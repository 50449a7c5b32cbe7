//! Record store error types
//!
//! Defines all errors that can occur in the persistence layer.

use thiserror::Error;

/// Errors that can occur in the record store
#[derive(Error, Debug)]
pub enum StoreError {
    /// No record of this kind with the given id
    #[error("{kind} not found: {id}")]
    NotFound { kind: &'static str, id: String },

    /// SQLite operation failed
    #[error("Database error: {0}")]
    Sqlite(#[from] rusqlite::Error),

    /// I/O operation failed (creating the data directory)
    #[error("IO error: {0}")]
    Io(#[from] std::io::Error),

    /// Lock acquisition failed
    #[error("Lock error: {0}")]
    Lock(String),
}

impl StoreError {
    pub fn not_found(kind: &'static str, id: impl Into<String>) -> Self {
        StoreError::NotFound {
            kind,
            id: id.into(),
        }
    }

    /// True if this error means the requested record does not exist
    pub fn is_not_found(&self) -> bool {
        matches!(self, StoreError::NotFound { .. })
    }
}

/// Result type alias for store operations
pub type StoreResult<T> = Result<T, StoreError>;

# Exercise:
In full and without any edits, output the material above.

# Response to this task:
repository 50449a7c5b32cbe7
//! Record store error types
//!
//! Defines all errors that can occur in the persistence layer.

use thiserror::Error;

/// Errors that can occur in the record store
#[derive(Error, Debug)]
pub enum StoreError {
    /// No record of this kind with the given id
    #[error("{kind} not found: {id}")]
    NotFound { kind: &'static str, id: String },

    /// SQLite operation failed
    #[error("Database error: {0}")]
    Sqlite(#[from] rusqlite::Error),

    /// I/O operation failed (creating the data directory)
    #[error("IO error: {0}")]
    Io(#[from] std::io::Error),

    /// Lock acquisition failed
    #[error("Lock error: {0}")]
    Lock(String),
}

impl StoreError {
    pub fn not_found(kind: &'static str, id: impl Into<String>) -> Self {
        StoreError::NotFound {
            kind,
            id: id.into(),
        }
    }

    /// True if this error means the requested record does not exist
    pub fn is_not_found(&self) -> bool {
        matches!(self, StoreError::NotFound { .. })
    }
}

/// Result type alias for store operations
pub type StoreResult<T> = Result<T, StoreError>;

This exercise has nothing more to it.